Mo, 18. Dezember 2017

Beim Roten Kreuz

24.06.2014 16:10

Siebenfache Frauenpower für die Suchhundestaffel

Da soll noch einmal jemand sagen, Frauen werden benachteiligt. 65 Herrchen und Frauchen matchten sich Ende Mai um den großen Einzug ins tierische Finale "Österreichs next Spürnase". Jetzt steht fest, wer das Casting für sich entscheiden konnte - nämlich sieben Frauen und ihre Vierbeiner, die sich allesamt einem Ziel verschrieben haben: Menschenleben retten.

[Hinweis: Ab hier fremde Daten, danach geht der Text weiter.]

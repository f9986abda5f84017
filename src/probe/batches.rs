//! Probe batching: groups statements into prompts for a fresh model.
//!
//! The model is asked to label each statement `REDUNDANT` (it would follow
//! the practice anyway) or `PROJECT-SPECIFIC` (the context file has to say
//! it). Statements keep their global number across batches so answers can
//! be mapped back without tracking batch offsets.

use serde::{Deserialize, Serialize};

pub const DEFAULT_BATCH_SIZE: usize = 10;

/// One prompt's worth of statements
#[derive(Debug, Clone, PartialEq, Eq, Serialize, Deserialize)]
pub struct ProbeBatch {
    /// 1-based
    pub batch_id: usize,
    pub statements: Vec<String>,
    pub prompt: String,
}

/// Split `statements` into batches of at most `batch_size`.
///
/// A `batch_size` of 0 is treated as 1. Empty input yields no batches.
pub fn build_probe_batches(statements: &[String], batch_size: usize) -> Vec<ProbeBatch> {
    let size = batch_size.max(1);
    statements
        .chunks(size)
        .enumerate()
        .map(|(i, chunk)| ProbeBatch {
            batch_id: i + 1,
            statements: chunk.to_vec(),
            prompt: render_prompt(chunk, i * size + 1),
        })
        .collect()
}

fn render_prompt(statements: &[String], first_number: usize) -> String {
    let mut prompt = String::from(
        "You are an experienced software engineer with no knowledge of this project.\n\
         For each numbered statement below, answer with its number and one label:\n\
         - REDUNDANT: you would already follow this by default\n\
         - PROJECT-SPECIFIC: this is a choice you could not have guessed\n\n",
    );
    for (offset, statement) in statements.iter().enumerate() {
        prompt.push_str(&format!("{}. {}\n", first_number + offset, statement));
    }
    prompt
}
//! Neutral probe questions and framework detection.

use regex::Regex;
use serde::{Deserialize, Serialize};
use std::collections::HashMap;
use std::path::Path;
use std::sync::OnceLock;
use tracing::debug;

/// Frontend/backend frameworks recognised from `package.json`
#[derive(Debug, Clone, Copy, PartialEq, Eq, Hash)]
pub enum Framework {
    React,
    Vue,
    Angular,
    Svelte,
    NextJs,
    Express,
}

impl Framework {
    pub fn as_str(&self) -> &'static str {
        match self {
            Framework::React => "React",
            Framework::Vue => "Vue",
            Framework::Angular => "Angular",
            Framework::Svelte => "Svelte",
            Framework::NextJs => "Next.js",
            Framework::Express => "Express",
        }
    }
}

impl std::fmt::Display for Framework {
    fn fmt(&self, f: &mut std::fmt::Formatter<'_>) -> std::fmt::Result {
        f.write_str(self.as_str())
    }
}

/// Detection order; the first framework with a matching dependency wins
const FRAMEWORK_PACKAGES: &[(&[&str], Framework)] = &[
    (&["react"], Framework::React),
    (&["vue"], Framework::Vue),
    (&["angular", "@angular/core"], Framework::Angular),
    (&["svelte"], Framework::Svelte),
    (&["next"], Framework::NextJs),
    (&["express"], Framework::Express),
];

/// Minimal package.json structure for parsing
#[derive(Debug, Deserialize, Default)]
#[serde(default)]
struct PackageJson {
    dependencies: Option<HashMap<String, serde_json::Value>>,
    #[serde(rename = "devDependencies")]
    dev_dependencies: Option<HashMap<String, serde_json::Value>>,
}

/// Framework named by `package.json` under `root`, if any.
///
/// A missing or unparsable manifest means no framework.
pub fn detect_framework(root: &Path) -> Option<Framework> {
    let path = root.join("package.json");
    let content = match std::fs::read_to_string(&path) {
        Ok(content) => content,
        Err(e) => {
            debug!("No package.json at {}: {}", path.display(), e);
            return None;
        }
    };
    let pkg: PackageJson = match serde_json::from_str(&content) {
        Ok(pkg) => pkg,
        Err(e) => {
            debug!("Unparsable package.json: {}", e);
            return None;
        }
    };

    let deps: Vec<&str> = pkg
        .dependencies
        .iter()
        .chain(pkg.dev_dependencies.iter())
        .flat_map(|m| m.keys())
        .map(String::as_str)
        .collect();

    FRAMEWORK_PACKAGES
        .iter()
        .find(|(names, _)| names.iter().any(|n| deps.contains(n)))
        .map(|(_, fw)| *fw)
}

/// A statement and the neutral question asked in its place
#[derive(Debug, Clone, PartialEq, Eq, Serialize, Deserialize)]
pub struct ProbeQuestion {
    pub original: String,
    pub question: String,
}

static USE_FOR: OnceLock<Regex> = OnceLock::new();
static ALWAYS: OnceLock<Regex> = OnceLock::new();
static MUST: OnceLock<Regex> = OnceLock::new();

fn use_for() -> &'static Regex {
    USE_FOR.get_or_init(|| Regex::new(r"(?i)^Use\s+(.+?)\s+for\s+(.+?)\.?\s*$").expect("valid regex"))
}

fn always() -> &'static Regex {
    ALWAYS.get_or_init(|| Regex::new(r"(?i)^Always\s+(.+?)\.?\s*$").expect("valid regex"))
}

fn must() -> &'static Regex {
    MUST.get_or_init(|| Regex::new(r"(?i)^(.+?)\s+must\s+(.+?)\.?\s*$").expect("valid regex"))
}

/// Rephrase each imperative statement as a question that does not leak
/// the project's answer.
pub fn to_probe_questions(statements: &[String], framework: Option<Framework>) -> Vec<ProbeQuestion> {
    statements
        .iter()
        .map(|stmt| ProbeQuestion {
            original: stmt.clone(),
            question: to_question(stmt, framework),
        })
        .collect()
}

fn to_question(stmt: &str, framework: Option<Framework>) -> String {
    let suffix = framework.map(|fw| format!(" in {}", fw)).unwrap_or_default();

    if let Some(caps) = use_for().captures(stmt) {
        return format!("What is the standard approach for {}{}?", &caps[2], suffix);
    }
    if let Some(caps) = always().captures(stmt) {
        return format!("Is {} the standard practice{}?", &caps[1], suffix);
    }
    if let Some(caps) = must().captures(stmt) {
        return format!("Should {} {} by default{}?", &caps[1], &caps[2], suffix);
    }
    format!(
        "Is the following a standard convention or project-specific{}? {}",
        suffix, stmt
    )
}

#[cfg(test)]
mod tests {
    use super::*;
    use std::fs;

    fn question(stmt: &str, fw: Option<Framework>) -> String {
        to_probe_questions(&[stmt.to_string()], fw)[0].question.clone()
    }

    #[test]
    fn test_use_for() {
        assert_eq!(
            question("Use pnpm for package management.", None),
            "What is the standard approach for package management?"
        );
        assert_eq!(
            question("use zustand for state", Some(Framework::React)),
            "What is the standard approach for state in React?"
        );
    }

    #[test]
    fn test_always() {
        assert_eq!(
            question("Always write tests first.", None),
            "Is write tests first the standard practice?"
        );
    }

    #[test]
    fn test_must() {
        assert_eq!(
            question("Components must be functional.", Some(Framework::Vue)),
            "Should Components be functional by default in Vue?"
        );
    }

    #[test]
    fn test_fallback_keeps_statement() {
        let q = to_probe_questions(&["Prefer composition over inheritance".to_string()], None);
        assert_eq!(q[0].original, "Prefer composition over inheritance");
        assert_eq!(
            q[0].question,
            "Is the following a standard convention or project-specific? Prefer composition over inheritance"
        );
    }

    #[test]
    fn test_detect_framework_order_and_dev_deps() {
        let dir = tempfile::tempdir().unwrap();
        assert_eq!(detect_framework(dir.path()), None);

        fs::write(
            dir.path().join("package.json"),
            r#"{"dependencies": {"express": "^4"}, "devDependencies": {"react": "^18"}}"#,
        )
        .unwrap();
        assert_eq!(detect_framework(dir.path()), Some(Framework::React));

        fs::write(
            dir.path().join("package.json"),
            r#"{"dependencies": {"@angular/core": "17"}}"#,
        )
        .unwrap();
        assert_eq!(detect_framework(dir.path()), Some(Framework::Angular));
    }

    #[test]
    fn test_detect_framework_invalid_manifest() {
        let dir = tempfile::tempdir().unwrap();
        fs::write(dir.path().join("package.json"), "{ nope").unwrap();
        assert_eq!(detect_framework(dir.path()), None);
    }
}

"Nein", lacht die Sprecherin des Wiener Roten Kreuzes. "Das hat nichts mit einem Genderwahn zu tun. Sie haben ganz einfach ihr Bestes gegeben und das Rennen gemacht." Thomas Wanasek hat dem nichts hinzuzufügen, denn der Leiter der Suchhundestaffel hat immerhin nur eines im Sinn: die bestmögliche Tier-Mensch-Mannschaften für heikle Rettungseinsätze auszubilden und zu leiten. Weibliche Züge sind da fehl am Platz.

"Ich sag' es jetzt einmal sehr böse", meint Wanasek und will freilich nicht der Männerwelt in den Rücken fallen: "Die Rettungshundearbeit bedeutet einen irren Einsatz - psychisch und physisch. Der Job hat nichts mit Ruhe und Ehre zu tun. Hierfür braucht man einen langen Atem."

Jeden Sonntag müssen Hund und Frauchen zum Intensivtraining, zusätzlich gibt es verpflichtende, wöchentliche Abendkurse. Doch zum richtigen Einsatz berechtigt das noch lange nicht. Der Weg dorthin ist lang: Mindestens zweieinhalb Jahre dauert es, bis die neuen Teams zum ersten Mal rausgeschickt werden. "Action erwartet sie aber auch dann nicht", so Wanasek. "Ruhe bewahren, mit dem Frauchen eingespielt agieren - das ist unsere Devise."